### Task to carry out
Using the data below, gather each line that includes the word "attached".

### Source data
————————

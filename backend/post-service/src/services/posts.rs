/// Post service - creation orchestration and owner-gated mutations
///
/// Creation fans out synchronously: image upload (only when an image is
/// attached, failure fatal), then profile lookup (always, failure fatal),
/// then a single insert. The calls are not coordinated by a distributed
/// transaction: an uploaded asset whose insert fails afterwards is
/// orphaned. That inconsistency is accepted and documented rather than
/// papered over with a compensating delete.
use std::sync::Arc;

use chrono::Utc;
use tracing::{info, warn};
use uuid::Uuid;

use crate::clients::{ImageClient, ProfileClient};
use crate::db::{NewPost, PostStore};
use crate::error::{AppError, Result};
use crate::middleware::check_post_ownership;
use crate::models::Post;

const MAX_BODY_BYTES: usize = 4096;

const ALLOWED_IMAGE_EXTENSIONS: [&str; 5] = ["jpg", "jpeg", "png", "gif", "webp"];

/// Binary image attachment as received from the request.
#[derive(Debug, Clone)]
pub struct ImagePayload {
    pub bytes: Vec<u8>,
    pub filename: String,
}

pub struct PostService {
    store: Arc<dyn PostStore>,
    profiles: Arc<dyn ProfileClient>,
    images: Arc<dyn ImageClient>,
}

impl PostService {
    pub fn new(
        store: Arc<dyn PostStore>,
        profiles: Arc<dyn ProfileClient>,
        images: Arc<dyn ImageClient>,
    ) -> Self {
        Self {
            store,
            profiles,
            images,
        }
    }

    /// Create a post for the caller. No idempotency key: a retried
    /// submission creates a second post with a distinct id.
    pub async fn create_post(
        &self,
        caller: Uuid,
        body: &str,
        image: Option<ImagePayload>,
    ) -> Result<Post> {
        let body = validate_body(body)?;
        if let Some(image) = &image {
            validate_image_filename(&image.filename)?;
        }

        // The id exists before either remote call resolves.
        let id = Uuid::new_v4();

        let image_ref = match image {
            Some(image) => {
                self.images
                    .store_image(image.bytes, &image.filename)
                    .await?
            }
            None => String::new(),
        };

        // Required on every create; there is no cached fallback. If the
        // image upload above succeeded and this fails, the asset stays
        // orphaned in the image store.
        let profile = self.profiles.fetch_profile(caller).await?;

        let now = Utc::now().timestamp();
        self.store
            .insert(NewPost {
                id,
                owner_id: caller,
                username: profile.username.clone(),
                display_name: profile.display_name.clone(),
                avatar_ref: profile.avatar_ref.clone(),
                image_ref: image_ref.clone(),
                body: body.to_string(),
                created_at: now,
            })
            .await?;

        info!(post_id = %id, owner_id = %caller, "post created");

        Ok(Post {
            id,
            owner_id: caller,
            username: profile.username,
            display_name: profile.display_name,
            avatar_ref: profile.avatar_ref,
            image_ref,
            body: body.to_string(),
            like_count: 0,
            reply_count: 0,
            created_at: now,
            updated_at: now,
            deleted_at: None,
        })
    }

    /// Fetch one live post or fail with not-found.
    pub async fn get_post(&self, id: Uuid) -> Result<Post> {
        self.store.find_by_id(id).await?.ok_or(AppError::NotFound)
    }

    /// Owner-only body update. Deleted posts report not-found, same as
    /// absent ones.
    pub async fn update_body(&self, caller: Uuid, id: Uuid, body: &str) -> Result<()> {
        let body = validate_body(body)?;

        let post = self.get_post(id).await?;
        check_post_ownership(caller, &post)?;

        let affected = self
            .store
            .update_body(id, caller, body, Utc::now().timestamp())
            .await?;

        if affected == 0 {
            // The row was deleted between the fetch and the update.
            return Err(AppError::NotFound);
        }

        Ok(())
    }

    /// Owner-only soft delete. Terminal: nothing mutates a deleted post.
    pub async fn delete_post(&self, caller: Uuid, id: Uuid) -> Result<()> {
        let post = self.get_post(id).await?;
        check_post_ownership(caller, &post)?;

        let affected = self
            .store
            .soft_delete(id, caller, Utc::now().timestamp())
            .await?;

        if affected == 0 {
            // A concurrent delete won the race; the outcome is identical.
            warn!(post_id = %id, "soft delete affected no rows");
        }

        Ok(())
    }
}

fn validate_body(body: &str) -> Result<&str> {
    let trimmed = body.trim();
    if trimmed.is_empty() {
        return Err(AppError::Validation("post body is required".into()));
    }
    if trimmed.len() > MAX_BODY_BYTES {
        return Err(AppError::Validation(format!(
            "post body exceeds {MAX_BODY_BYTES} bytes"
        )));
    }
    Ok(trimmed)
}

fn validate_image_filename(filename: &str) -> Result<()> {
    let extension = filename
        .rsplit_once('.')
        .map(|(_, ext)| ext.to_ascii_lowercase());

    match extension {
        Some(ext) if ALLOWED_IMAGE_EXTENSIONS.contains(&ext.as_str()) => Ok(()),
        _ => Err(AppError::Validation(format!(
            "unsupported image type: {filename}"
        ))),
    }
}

————————

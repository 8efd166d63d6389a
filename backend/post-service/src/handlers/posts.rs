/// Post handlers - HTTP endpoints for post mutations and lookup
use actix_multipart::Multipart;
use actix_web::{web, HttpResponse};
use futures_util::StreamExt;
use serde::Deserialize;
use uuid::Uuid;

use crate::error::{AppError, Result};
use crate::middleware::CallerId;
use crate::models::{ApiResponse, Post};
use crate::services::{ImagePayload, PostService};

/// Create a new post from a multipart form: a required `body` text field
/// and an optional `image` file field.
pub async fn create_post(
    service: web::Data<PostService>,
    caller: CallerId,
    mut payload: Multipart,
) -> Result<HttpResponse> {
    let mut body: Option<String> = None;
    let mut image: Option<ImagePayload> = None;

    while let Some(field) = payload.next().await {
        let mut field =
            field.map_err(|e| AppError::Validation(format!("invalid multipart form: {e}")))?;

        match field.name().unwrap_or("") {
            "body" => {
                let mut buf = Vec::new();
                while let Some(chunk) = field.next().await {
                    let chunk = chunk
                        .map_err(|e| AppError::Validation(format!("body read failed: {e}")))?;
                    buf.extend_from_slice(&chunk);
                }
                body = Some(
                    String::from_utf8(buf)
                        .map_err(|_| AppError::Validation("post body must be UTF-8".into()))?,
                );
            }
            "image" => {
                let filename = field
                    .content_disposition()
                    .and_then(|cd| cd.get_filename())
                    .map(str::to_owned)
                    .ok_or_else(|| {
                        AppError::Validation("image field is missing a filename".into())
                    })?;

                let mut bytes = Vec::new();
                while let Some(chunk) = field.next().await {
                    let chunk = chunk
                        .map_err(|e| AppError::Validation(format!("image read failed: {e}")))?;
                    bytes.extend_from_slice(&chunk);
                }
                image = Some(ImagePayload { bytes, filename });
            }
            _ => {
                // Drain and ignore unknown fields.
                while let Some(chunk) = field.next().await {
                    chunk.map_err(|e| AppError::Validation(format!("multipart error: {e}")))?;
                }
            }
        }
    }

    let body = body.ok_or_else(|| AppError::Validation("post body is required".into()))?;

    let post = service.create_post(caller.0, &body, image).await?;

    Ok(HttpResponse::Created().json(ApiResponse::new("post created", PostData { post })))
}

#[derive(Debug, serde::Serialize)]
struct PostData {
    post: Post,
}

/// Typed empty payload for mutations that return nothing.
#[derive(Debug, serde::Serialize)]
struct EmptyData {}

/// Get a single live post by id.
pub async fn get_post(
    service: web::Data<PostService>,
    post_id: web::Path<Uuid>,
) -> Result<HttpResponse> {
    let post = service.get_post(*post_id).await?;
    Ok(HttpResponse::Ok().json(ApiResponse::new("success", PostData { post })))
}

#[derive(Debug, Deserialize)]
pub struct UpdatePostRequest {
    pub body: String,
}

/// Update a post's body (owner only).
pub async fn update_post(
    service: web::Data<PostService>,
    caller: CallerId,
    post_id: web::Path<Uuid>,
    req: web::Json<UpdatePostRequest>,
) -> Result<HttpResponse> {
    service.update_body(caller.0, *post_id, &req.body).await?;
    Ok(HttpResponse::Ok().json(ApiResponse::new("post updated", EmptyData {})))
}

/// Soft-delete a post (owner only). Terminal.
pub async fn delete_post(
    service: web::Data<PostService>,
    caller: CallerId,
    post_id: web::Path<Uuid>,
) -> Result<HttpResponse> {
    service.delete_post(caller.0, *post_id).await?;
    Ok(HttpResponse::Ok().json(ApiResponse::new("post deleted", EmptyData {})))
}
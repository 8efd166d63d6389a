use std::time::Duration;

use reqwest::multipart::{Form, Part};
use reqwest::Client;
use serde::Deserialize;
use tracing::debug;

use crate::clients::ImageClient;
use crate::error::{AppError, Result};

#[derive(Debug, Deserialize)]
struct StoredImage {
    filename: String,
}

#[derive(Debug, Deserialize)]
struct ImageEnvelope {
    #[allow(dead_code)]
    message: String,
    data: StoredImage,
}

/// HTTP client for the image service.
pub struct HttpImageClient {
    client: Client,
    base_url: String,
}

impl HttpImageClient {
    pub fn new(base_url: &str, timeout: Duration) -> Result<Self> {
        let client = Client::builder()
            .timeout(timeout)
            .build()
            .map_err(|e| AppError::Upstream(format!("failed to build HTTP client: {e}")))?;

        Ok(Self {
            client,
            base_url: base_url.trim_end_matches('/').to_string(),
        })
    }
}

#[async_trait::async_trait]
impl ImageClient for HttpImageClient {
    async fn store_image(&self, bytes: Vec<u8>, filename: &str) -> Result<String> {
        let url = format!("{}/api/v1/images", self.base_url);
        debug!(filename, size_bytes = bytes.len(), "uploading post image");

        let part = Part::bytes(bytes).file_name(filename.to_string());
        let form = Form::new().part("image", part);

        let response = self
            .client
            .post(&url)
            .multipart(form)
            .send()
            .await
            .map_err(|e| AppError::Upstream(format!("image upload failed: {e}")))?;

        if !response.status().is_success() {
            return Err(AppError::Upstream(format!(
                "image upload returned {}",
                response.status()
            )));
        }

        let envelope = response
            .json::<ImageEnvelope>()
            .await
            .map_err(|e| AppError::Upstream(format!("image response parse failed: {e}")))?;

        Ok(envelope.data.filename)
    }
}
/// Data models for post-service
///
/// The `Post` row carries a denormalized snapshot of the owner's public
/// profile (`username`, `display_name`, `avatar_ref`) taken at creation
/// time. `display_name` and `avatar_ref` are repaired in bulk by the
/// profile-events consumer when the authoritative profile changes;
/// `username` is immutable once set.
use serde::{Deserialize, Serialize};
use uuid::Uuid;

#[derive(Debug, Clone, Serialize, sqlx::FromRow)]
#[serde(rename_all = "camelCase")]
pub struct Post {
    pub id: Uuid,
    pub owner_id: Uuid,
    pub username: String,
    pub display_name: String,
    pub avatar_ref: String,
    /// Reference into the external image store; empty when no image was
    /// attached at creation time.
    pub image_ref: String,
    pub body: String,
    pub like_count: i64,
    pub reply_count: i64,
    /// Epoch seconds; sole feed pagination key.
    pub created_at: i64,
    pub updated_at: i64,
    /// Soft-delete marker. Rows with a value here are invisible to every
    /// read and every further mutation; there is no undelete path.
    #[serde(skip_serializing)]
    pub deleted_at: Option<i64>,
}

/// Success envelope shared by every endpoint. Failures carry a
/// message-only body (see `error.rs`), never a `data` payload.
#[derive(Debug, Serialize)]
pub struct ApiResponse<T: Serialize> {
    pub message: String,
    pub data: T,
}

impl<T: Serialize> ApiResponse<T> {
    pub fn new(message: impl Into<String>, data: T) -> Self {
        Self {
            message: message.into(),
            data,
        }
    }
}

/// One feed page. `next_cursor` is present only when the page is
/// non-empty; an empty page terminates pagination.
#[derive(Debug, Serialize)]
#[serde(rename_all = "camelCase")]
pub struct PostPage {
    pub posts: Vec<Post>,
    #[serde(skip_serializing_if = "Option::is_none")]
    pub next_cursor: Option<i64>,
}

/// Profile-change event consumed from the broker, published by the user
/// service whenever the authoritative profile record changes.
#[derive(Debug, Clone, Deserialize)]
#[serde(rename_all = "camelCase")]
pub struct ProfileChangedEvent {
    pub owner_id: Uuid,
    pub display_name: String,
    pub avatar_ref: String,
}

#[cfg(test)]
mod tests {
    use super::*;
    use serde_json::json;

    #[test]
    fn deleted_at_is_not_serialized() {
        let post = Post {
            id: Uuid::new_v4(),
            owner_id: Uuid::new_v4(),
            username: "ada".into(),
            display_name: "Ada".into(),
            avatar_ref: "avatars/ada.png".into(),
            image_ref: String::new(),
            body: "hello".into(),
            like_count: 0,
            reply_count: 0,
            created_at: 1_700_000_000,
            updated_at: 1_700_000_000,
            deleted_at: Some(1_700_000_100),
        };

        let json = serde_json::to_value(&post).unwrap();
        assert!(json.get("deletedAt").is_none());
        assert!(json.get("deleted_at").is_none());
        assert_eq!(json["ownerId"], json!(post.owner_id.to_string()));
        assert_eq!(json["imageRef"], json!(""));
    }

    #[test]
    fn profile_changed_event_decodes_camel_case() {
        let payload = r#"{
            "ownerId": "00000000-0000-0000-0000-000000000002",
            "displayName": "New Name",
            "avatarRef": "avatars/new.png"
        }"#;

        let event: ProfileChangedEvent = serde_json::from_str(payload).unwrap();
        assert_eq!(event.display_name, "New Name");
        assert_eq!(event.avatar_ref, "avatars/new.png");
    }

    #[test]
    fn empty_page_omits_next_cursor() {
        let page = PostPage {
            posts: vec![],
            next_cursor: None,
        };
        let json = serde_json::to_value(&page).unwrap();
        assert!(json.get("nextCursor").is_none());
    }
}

————————

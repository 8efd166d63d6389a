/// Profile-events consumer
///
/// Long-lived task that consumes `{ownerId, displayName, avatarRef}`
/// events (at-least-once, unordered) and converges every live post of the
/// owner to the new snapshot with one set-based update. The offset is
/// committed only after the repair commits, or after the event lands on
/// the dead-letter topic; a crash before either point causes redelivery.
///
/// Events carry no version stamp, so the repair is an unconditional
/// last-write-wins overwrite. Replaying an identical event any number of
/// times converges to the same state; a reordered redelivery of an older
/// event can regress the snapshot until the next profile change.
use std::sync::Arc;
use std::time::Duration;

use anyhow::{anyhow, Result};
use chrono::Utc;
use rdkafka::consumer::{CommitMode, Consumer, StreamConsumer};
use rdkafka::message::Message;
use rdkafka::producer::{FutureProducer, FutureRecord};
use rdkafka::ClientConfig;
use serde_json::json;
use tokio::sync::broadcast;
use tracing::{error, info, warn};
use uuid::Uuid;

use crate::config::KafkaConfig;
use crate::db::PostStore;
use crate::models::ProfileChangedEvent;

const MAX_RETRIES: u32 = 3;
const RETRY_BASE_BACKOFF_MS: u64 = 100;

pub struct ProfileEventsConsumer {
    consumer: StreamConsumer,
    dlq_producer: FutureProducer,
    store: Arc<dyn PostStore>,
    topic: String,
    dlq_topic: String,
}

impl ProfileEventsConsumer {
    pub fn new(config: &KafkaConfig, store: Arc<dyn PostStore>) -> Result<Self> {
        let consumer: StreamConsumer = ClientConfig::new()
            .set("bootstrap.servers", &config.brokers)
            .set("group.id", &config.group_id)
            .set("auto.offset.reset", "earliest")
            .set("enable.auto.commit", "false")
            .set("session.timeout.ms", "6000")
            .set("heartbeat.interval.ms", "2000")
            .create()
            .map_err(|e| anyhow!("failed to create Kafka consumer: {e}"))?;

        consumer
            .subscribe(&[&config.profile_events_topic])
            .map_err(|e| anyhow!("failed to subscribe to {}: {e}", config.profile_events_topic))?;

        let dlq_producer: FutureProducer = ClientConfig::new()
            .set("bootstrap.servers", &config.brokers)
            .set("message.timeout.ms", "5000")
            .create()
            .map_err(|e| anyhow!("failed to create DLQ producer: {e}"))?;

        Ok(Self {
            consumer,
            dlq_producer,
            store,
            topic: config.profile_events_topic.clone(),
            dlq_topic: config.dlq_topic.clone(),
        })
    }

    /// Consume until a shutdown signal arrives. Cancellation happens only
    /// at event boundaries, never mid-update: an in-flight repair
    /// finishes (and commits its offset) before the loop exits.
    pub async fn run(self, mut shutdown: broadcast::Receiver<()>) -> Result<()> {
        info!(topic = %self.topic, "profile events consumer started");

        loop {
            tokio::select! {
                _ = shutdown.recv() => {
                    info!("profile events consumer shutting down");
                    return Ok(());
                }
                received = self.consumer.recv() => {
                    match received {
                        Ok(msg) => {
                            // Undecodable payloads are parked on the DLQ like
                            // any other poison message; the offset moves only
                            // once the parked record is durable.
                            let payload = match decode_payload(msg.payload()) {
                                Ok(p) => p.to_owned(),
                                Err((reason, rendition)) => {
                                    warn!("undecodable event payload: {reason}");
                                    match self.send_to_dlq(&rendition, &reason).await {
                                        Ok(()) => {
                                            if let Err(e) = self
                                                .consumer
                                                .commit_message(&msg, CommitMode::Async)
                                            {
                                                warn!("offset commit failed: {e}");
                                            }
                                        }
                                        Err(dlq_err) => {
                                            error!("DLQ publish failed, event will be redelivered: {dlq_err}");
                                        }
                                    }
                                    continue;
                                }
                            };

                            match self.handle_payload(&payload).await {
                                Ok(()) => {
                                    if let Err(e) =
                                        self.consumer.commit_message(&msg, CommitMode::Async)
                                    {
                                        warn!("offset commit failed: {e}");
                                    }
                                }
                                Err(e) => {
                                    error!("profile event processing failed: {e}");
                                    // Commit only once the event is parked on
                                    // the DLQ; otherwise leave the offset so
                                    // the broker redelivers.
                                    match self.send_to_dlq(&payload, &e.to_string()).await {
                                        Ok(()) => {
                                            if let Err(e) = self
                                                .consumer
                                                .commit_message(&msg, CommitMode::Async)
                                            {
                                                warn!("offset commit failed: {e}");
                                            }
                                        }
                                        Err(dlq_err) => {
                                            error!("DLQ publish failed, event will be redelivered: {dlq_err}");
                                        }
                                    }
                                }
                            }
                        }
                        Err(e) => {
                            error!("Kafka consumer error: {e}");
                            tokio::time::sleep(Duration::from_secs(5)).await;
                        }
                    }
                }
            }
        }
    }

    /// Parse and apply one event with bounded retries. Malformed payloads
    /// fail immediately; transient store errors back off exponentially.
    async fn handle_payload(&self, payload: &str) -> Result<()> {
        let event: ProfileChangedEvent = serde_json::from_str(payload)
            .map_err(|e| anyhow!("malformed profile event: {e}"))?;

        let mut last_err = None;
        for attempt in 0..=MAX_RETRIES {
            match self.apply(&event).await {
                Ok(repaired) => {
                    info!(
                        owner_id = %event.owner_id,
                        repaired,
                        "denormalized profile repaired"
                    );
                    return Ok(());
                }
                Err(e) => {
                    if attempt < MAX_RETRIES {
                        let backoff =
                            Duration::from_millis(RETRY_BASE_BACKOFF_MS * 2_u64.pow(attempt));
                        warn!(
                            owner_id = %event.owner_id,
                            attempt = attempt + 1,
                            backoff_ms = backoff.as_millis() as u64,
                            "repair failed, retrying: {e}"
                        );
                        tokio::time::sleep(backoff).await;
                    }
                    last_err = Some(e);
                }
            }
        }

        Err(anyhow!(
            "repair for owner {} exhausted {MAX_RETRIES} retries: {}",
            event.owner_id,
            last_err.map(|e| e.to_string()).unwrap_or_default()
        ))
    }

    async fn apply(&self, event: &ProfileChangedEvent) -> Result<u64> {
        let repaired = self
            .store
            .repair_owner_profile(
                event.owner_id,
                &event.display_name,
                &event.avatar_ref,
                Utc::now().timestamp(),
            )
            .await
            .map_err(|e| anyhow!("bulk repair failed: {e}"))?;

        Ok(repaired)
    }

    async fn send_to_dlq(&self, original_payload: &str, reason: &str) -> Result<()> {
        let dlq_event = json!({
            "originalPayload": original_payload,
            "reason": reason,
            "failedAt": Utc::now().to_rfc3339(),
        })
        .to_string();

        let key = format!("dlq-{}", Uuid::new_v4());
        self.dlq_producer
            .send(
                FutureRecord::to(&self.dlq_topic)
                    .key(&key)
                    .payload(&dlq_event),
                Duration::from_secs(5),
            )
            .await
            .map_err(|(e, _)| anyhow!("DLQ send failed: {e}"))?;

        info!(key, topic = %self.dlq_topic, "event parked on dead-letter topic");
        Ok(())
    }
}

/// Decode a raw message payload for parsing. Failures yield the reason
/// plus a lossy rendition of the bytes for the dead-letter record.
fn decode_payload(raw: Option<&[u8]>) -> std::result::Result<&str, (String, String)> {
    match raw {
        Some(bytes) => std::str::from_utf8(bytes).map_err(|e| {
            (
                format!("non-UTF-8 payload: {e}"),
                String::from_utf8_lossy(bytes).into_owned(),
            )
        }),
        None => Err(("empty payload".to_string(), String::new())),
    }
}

————————

### Problem solution
/// attached, failure fatal), then profile lookup (always, failure fatal),
    /// attached at creation time.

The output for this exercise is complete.